D'autre part, il n' a jamais été question pour moi de filmer
les choses de façon crue, très réaliste. Je voulais montrer
cette rencontre sexuelle comme je ne l'avais jamais vue
au cinéma. La surexposition, c'était pour moi le moyen de
passer la frontière et d'accéder à un certain onirisme...
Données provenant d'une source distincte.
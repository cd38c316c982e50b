//! Settings and first-boot onboarding.
//!
//! Key handling lives in [`SettingsModel`]; this screen turns its events
//! into radio re-tunes and writes to `settings.bin` and `modem.cfg`.

use core::fmt::Write as _;

use embedded_graphics::pixelcolor::BinaryColor;
use embedded_graphics::prelude::DrawTarget;
use heapless::String;
use platform::radio::{RadioParams, PRESETS};
use platform::MeshRadio;
use store::cfg::save_modem_enabled;
use store::settings::DeviceSettings;
use ui::{EditMode, Row, SettingsEvent, SettingsModel};

use super::{Context, Outcome, Screen, View};
use crate::board::Board;
use crate::error::AppError;
use crate::render::{Frame, BODY_ROWS};

/// Redraw period while editing.
pub const SETTINGS_REFRESH_MS: u32 = 700;

/// Redraw period while idle.
pub const IDLE_REFRESH_MS: u32 = 30_000;

const LIST_TOP: usize = 2;
const LABEL_COLS: usize = 14;

/// Settings screen. The model is rebuilt from the saved settings each time
/// the screen opens; radio edits that were declined at the confirm are
/// carried over as still pending.
#[derive(Debug, Default)]
pub struct Settings {
    model: Option<SettingsModel>,
    pending_radio: Option<RadioParams>,
}

impl Settings {
    /// Closed screen.
    pub fn new() -> Self {
        Self::default()
    }

    /// The open model.
    pub fn model(&self) -> Option<&SettingsModel> {
        self.model.as_ref()
    }

    /// Radio edits waiting for an apply, while the screen is closed.
    pub fn pending_radio(&self) -> Option<RadioParams> {
        self.pending_radio
    }

    fn ensure<B: Board>(&mut self, cx: &Context<B>) -> &mut SettingsModel {
        let pending = self.pending_radio;
        self.model.get_or_insert_with(|| {
            let mut model = SettingsModel::new(
                cx.settings.clone(),
                cx.has_modem,
                cx.modem_enabled,
                cx.radio.max_tx_dbm(),
            );
            if let Some(params) = pending {
                model.restore_pending(params);
            }
            model
        })
    }

    async fn apply_radio<B: Board>(
        &mut self,
        params: RadioParams,
        cx: &mut Context<B>,
    ) -> Result<Outcome, AppError> {
        if let Err(e) = cx.radio.apply(&params).await {
            tracing::warn!("settings: radio refused {:?}: {:?}", params, e);
            return Err(AppError::Radio);
        }
        cx.settings.radio = params;
        cx.settings.save(&mut cx.sd).await?;
        if let Some(model) = self.model.as_mut() {
            model.applied();
        }
        self.pending_radio = None;
        cx.say("Radio applied");
        Ok(Outcome::Back)
    }

    async fn save<B: Board>(&mut self, cx: &mut Context<B>) -> Result<(), AppError> {
        let Some(model) = self.model.as_ref() else {
            return Ok(());
        };
        // Unapplied radio edits stay out of settings.bin.
        let radio = cx.settings.radio;
        cx.settings = model.settings().clone();
        cx.settings.radio = radio;
        cx.settings.save(&mut cx.sd).await?;
        Ok(())
    }
}

impl<B: Board> Screen<B> for Settings {
    async fn handle_input(&mut self, key: u8, cx: &mut Context<B>) -> Result<Outcome, AppError> {
        let event = self.ensure(cx).handle_key(key);
        match event {
            SettingsEvent::None => Ok(Outcome::Ignored),
            SettingsEvent::Redraw => Ok(Outcome::Handled),
            SettingsEvent::ApplyRadio(params) => self.apply_radio(params, cx).await,
            SettingsEvent::SaveSettings => {
                self.save(cx).await?;
                Ok(Outcome::Handled)
            }
            SettingsEvent::SetModem(enabled) => {
                save_modem_enabled(&mut cx.sd, enabled).await?;
                if enabled {
                    cx.say("Modem starts after restart");
                } else {
                    cx.shared.status.request_shutdown();
                    cx.modem_enabled = false;
                    cx.say("Modem off");
                }
                tracing::info!("settings: modem enabled = {}", enabled);
                Ok(Outcome::Handled)
            }
            SettingsEvent::Exit => Ok(Outcome::Back),
            SettingsEvent::OnboardingDone => {
                self.save(cx).await?;
                Ok(Outcome::Home)
            }
        }
    }

    async fn poll(&mut self, cx: &mut Context<B>) -> Result<Outcome, AppError> {
        if self.model.is_some() {
            return Ok(Outcome::Ignored);
        }
        self.ensure(cx);
        Ok(Outcome::Handled)
    }

    async fn leave(&mut self, _cx: &mut Context<B>) -> Result<(), AppError> {
        self.pending_radio = self.model.take().and_then(|m| m.pending_radio());
        Ok(())
    }

    fn render<D>(&mut self, frame: &mut Frame<'_, D>, _view: &View) -> Result<u32, D::Error>
    where
        D: DrawTarget<Color = BinaryColor>,
    {
        let Some(model) = self.model.as_ref() else {
            return Ok(IDLE_REFRESH_MS);
        };
        if model.onboarding() {
            frame.title(0, "Welcome")?;
            frame.text(0, 4, "Name this node:")?;
            let mut line: String<40> = String::new();
            let _ = write!(line, "> {}_", model.text());
            frame.text(0, 6, &line)?;
            frame.text(0, 9, "Other nodes see this name.")?;
            frame.hint("Enter save")?;
            return Ok(SETTINGS_REFRESH_MS);
        }

        frame.text(0, 0, "Settings")?;
        let rows = model.rows();
        let visible = BODY_ROWS - LIST_TOP - 1;
        let top = model.cursor().saturating_add(1).saturating_sub(visible);
        for (line_no, (i, row)) in rows.iter().enumerate().skip(top).take(visible).enumerate() {
            let line = row_line(*row, model);
            let selected = i == model.cursor() && !matches!(row, Row::Header(_));
            frame.row(LIST_TOP + line_no, &line, selected)?;
        }

        match model.mode() {
            EditMode::Text => {
                let mut line: String<40> = String::new();
                let _ = write!(line, "> {}_", model.text());
                frame.text(0, BODY_ROWS - 1, &line)?;
                frame.hint("Enter save  Bksp cancel")?;
            }
            EditMode::Picker => {
                let first = LIST_TOP + 4;
                for (i, preset) in PRESETS.iter().enumerate() {
                    let mut line: String<40> = String::new();
                    let _ = write!(line, "  {}", preset.name);
                    frame.row(first + i, &line, i == model.picker())?;
                }
                frame.hint("Enter pick  q cancel")?;
            }
            EditMode::Numeric => frame.hint("Up/Down change  Enter done")?,
            EditMode::Confirm => {
                frame.text(0, BODY_ROWS - 1, "Apply radio changes? y/n")?;
                frame.hint("y apply  n keep for later")?;
            }
            EditMode::None => {
                if model.radio_dirty() {
                    frame.hint("Radio edited  q apply  r revert")?;
                } else {
                    frame.hint("Enter edit  x delete  q back")?;
                }
            }
        }
        let idle = model.mode() == EditMode::None;
        Ok(if idle { IDLE_REFRESH_MS } else { SETTINGS_REFRESH_MS })
    }
}

/// Name of the preset matching `radio` apart from TX power.
fn preset_name(radio: &RadioParams) -> &'static str {
    PRESETS
        .iter()
        .find(|p| {
            p.params.freq_khz == radio.freq_khz
                && p.params.bandwidth == radio.bandwidth
                && p.params.sf == radio.sf
                && p.params.cr == radio.cr
        })
        .map_or("Custom", |p| p.name)
}

fn label(row: Row) -> &'static str {
    match row {
        Row::Header(title) => title,
        Row::Name => "Name",
        Row::Preset => "Preset",
        Row::Frequency => "Frequency",
        Row::Bandwidth => "Bandwidth",
        Row::SpreadingFactor => "Spreading",
        Row::CodingRate => "Coding rate",
        Row::TxPower => "TX power",
        Row::UtcOffset => "UTC offset",
        Row::Channel(_) => "Channel",
        Row::AddChannel => "+ Add channel",
        Row::Modem => "Modem",
    }
}

/// Value column for `row`.
fn value(row: Row, settings: &DeviceSettings, modem_enabled: bool) -> String<24> {
    let r = &settings.radio;
    let mut out = String::new();
    let _ = match row {
        Row::Header(_) | Row::AddChannel => Ok(()),
        Row::Name => out.push_str(&settings.node_name).map_err(|_| core::fmt::Error),
        Row::Preset => out.push_str(preset_name(r)).map_err(|_| core::fmt::Error),
        Row::Frequency => write!(out, "{} MHz", r.freq_label()),
        Row::Bandwidth => out.push_str(r.bandwidth.label()).map_err(|_| core::fmt::Error),
        Row::SpreadingFactor => write!(out, "SF{}", r.sf),
        Row::CodingRate => write!(out, "4/{}", r.cr),
        Row::TxPower => write!(out, "{} dBm", r.tx_dbm),
        Row::UtcOffset => {
            let o = settings.utc_offset_min;
            let sign = if o < 0 { '-' } else { '+' };
            let abs = o.unsigned_abs();
            write!(out, "{}{:02}:{:02}", sign, abs / 60, abs % 60)
        }
        Row::Channel(i) => {
            let name = settings.channels.get(i).map_or("", |c| c.name.as_str());
            out.push_str(name).map_err(|_| core::fmt::Error)
        }
        Row::Modem => out
            .push_str(if modem_enabled { "On" } else { "Off" })
            .map_err(|_| core::fmt::Error),
    };
    out
}

fn row_line(row: Row, model: &SettingsModel) -> String<40> {
    let mut line = String::new();
    if let Row::Header(title) = row {
        let _ = write!(line, "[{}]", title);
        return line;
    }
    let _ = write!(
        line,
        " {:<width$}{}",
        label(row),
        value(row, model.settings(), model.modem_enabled()),
        width = LABEL_COLS
    );
    line
}

#[cfg(test)]
mod tests {
    use super::*;
    use platform::radio::Bandwidth;

    #[test]
    fn test_preset_name_ignores_tx_power() {
        let mut radio = PRESETS[2].params;
        radio.tx_dbm = 2;
        assert_eq!(preset_name(&radio), "Long Range");
        radio.sf = 7;
        assert_eq!(preset_name(&radio), "Custom");
    }

    #[test]
    fn test_value_formats_radio_rows() {
        let mut settings = DeviceSettings::default();
        settings.radio.freq_khz = 869_525;
        settings.radio.bandwidth = Bandwidth::Khz125;
        settings.radio.cr = 8;
        assert_eq!(value(Row::Frequency, &settings, false).as_str(), "869.525 MHz");
        assert_eq!(value(Row::CodingRate, &settings, false).as_str(), "4/8");
        assert_eq!(value(Row::Modem, &settings, true).as_str(), "On");
    }

    #[test]
    fn test_utc_offset_signed() {
        let mut settings = DeviceSettings::default();
        settings.utc_offset_min = -330;
        assert_eq!(value(Row::UtcOffset, &settings, false).as_str(), "-05:30");
        settings.utc_offset_min = 60;
        assert_eq!(value(Row::UtcOffset, &settings, false).as_str(), "+01:00");
    }

    #[test]
    fn test_header_rows_bracketed() {
        let model = SettingsModel::new(
            DeviceSettings {
                onboarded: true,
                ..DeviceSettings::default()
            },
            false,
            false,
            20,
        );
        assert_eq!(row_line(Row::Header("Radio"), &model).as_str(), "[Radio]");
        assert!(row_line(Row::TxPower, &model).as_str().contains("dBm"));
    }
}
Le fait d'avoir seulement le contour des corps à l'image
et pas le grain de la peau, de composer les plans par rapport
au reste du film permettait de passer dans un ailleurs.
Objectif Cinéma
: A ce propos, pour leur
première "nuit d'amour", Clément et Marion sont
mis en parallèle avec un film romantique qui passe à la
télévision, ça renforce cette atmosphère. De quel film
s'agit-il ?
Emmanuelle Bercot
: Pour être très honnête, j'avais juste noté au scénario
qu'ils regardaient la télé, je n'avais pas pensé à une scène
d'amour, ça me paraissait trop littéral. Il se trouve que
par mon distributeur, on a eu accès aux films de Louis Malle.
On m'a apporté cette cassette, je n'ai pas cherché plus
loin. C'est seulement au tournage où j'ai vu qu'il fallait
en jouer. Par exemple, il y a une ouverture de porte dans
le film et c'est la femme de chambre qui entre dans la pièce...
Le hasard a permis d'introduire une autre dimension dans
une scène qui était assez banale dans le scénario.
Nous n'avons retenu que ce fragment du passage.